Throughout the records below, find each line holding "list" and copy it.

▽

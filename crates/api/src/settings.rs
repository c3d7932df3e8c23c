//! Server Settings

use config::{Config, ConfigError, Environment, File};
use serde::Deserialize;

/// Runtime configuration, merged from defaults, an optional
/// `config/los-pipeline.toml`, and `LOS_PIPELINE_*` environment variables.
#[derive(Debug, Clone, Deserialize)]
pub struct Settings {
    /// Socket address the server binds to
    pub bind_addr: String,
    /// Directory holding the training artifacts (schema + median tables)
    pub assets_dir: String,
    /// Path to the ONNX model export; empty string selects the heuristic
    pub model_path: String,
}

impl Settings {
    pub fn load() -> Result<Self, ConfigError> {
        Config::builder()
            .set_default("bind_addr", "0.0.0.0:8080")?
            .set_default("assets_dir", "assets")?
            .set_default("model_path", "assets/los_model.onnx")?
            .add_source(File::with_name("config/los-pipeline").required(false))
            .add_source(Environment::with_prefix("LOS_PIPELINE"))
            .build()?
            .try_deserialize()
    }
}
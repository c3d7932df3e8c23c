//! Target Schema

use std::collections::HashMap;

/// Number of feature columns the production model was trained on.
pub const TRAINED_FEATURE_COUNT: usize = 312;

/// The ordered list of feature columns fixed at training time. Every encoded
/// vector is index-aligned to this order; the schema never changes after
/// load.
#[derive(Debug, Clone)]
pub struct TargetSchema {
    columns: Vec<String>,
    index: HashMap<String, usize>,
}

impl TargetSchema {
    /// Build a schema from an ordered column list. Column names are unique
    /// by construction at training time; on a duplicate the first position
    /// wins.
    pub fn new(columns: Vec<String>) -> Self {
        let mut index = HashMap::with_capacity(columns.len());
        for (i, name) in columns.iter().enumerate() {
            index.entry(name.clone()).or_insert(i);
        }
        Self { columns, index }
    }

    /// Number of columns
    pub fn len(&self) -> usize {
        self.columns.len()
    }

    /// Whether the schema is empty
    pub fn is_empty(&self) -> bool {
        self.columns.is_empty()
    }

    /// Position of a column by name
    pub fn column_index(&self, name: &str) -> Option<usize> {
        self.index.get(name).copied()
    }

    /// Whether the schema contains a column
    pub fn contains(&self, name: &str) -> bool {
        self.index.contains_key(name)
    }

    /// Column names in schema order
    pub fn columns(&self) -> &[String] {
        &self.columns
    }
}

#[cfg(test)]
mod tests {
    use super::*;

    #[test]
    fn test_index_matches_order() {
        let schema = TargetSchema::new(vec![
            "Age Group_50-69".to_string(),
            "Age Group_70+".to_string(),
            "LOS_per_MDC".to_string(),
        ]);
        assert_eq!(schema.len(), 3);
        assert_eq!(schema.column_index("Age Group_70+"), Some(1));
        assert_eq!(schema.column_index("LOS_per_MDC"), Some(2));
        assert_eq!(schema.column_index("Gender_F"), None);
    }

    #[test]
    fn test_duplicate_keeps_first_position() {
        let schema = TargetSchema::new(vec![
            "Gender_F".to_string(),
            "Gender_F".to_string(),
        ]);
        assert_eq!(schema.column_index("Gender_F"), Some(0));
        assert_eq!(schema.len(), 2);
    }
}
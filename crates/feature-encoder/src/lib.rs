//! Schema-Aligned Feature Encoder
//!
//! Deterministically transforms a 13-attribute admission record into the
//! fixed-order numeric vector the trained LOS regressor expects, regardless
//! of which categorical levels appear in a given request.

mod artifacts;
mod encoder;
mod schema;
mod tables;

pub use artifacts::{load_artifacts, ArtifactError};
pub use encoder::{FeatureEncoder, FeatureVector, EXCLUDED_COLUMNS};
pub use schema::{TargetSchema, TRAINED_FEATURE_COUNT};
pub use tables::{mdc_code_for, LookupTables};

use thiserror::Error;

/// Errors during feature encoding
#[derive(Debug, Clone, Error)]
pub enum EncodeError {
    /// Description has no entry in the description-to-code table. There is
    /// no defensible default code, so this surfaces instead of guessing.
    #[error("Unknown MDC description: {0:?}")]
    UnknownCategory(String),

    /// Output width diverged from the target schema. Indicates a bug in the
    /// reconciliation step, never client input.
    #[error("Encoded width {actual} does not match target schema width {expected}")]
    SchemaMismatch { expected: usize, actual: usize },
}
//! Rate Limiting Middleware using GCRA Algorithm
//!
//! Per-IP rate limiting via tower_governor, with separate budgets for the
//! prediction endpoints and the read-only monitoring endpoints.
//! Uses the Generic Cell Rate Algorithm (GCRA) so no background sweeper is
//! needed.

use governor::middleware::StateInformationMiddleware;
use std::sync::Arc;
use tower_governor::governor::GovernorConfigBuilder;
use tower_governor::key_extractor::PeerIpKeyExtractor;

/// Governor config with X-RateLimit-* response headers enabled
pub type DefaultGovernorConfig =
    tower_governor::governor::GovernorConfig<PeerIpKeyExtractor, StateInformationMiddleware>;

/// Rate limiting configuration
#[derive(Debug, Clone)]
pub struct RateLimitConfig {
    /// Seconds per replenished request
    pub per_second: u64,
    /// Burst size (max requests served immediately)
    pub burst_size: u32,
}

impl Default for RateLimitConfig {
    fn default() -> Self {
        // Inference is cheap but each call is logged; keep bursts modest
        Self {
            per_second: 1,
            burst_size: 10,
        }
    }
}

impl RateLimitConfig {
    /// Lenient config for read-only endpoints
    pub fn lenient() -> Self {
        Self {
            per_second: 1,
            burst_size: 30,
        }
    }
}

/// Governor configs for the two route groups: prediction endpoints get the
/// modest default budget, read-only monitoring endpoints the lenient one so
/// dashboards polling health are never starved by prediction traffic.
pub struct RateLimits {
    pub predict: Arc<DefaultGovernorConfig>,
    pub read: Arc<DefaultGovernorConfig>,
}

impl RateLimits {
    /// Standard per-group budgets
    pub fn standard() -> Self {
        Self {
            predict: create_governor_config(&RateLimitConfig::default()),
            read: create_governor_config(&RateLimitConfig::lenient()),
        }
    }
}

/// Build a governor config for use with `GovernorLayer`.
///
/// Uses `PeerIpKeyExtractor`, so the service must be started with
/// `into_make_service_with_connect_info::<SocketAddr>()`.
pub fn create_governor_config(config: &RateLimitConfig) -> Arc<DefaultGovernorConfig> {
    Arc::new(
        GovernorConfigBuilder::default()
            .per_second(config.per_second)
            .burst_size(config.burst_size)
            .use_headers()
            .finish()
            .expect("valid governor configuration"),
    )
}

△

- SOLUTION TO THE PROBLEM -
/// The ordered list of feature columns fixed at training time. Every encoded
    /// Build a schema from an ordered column list. Column names are unique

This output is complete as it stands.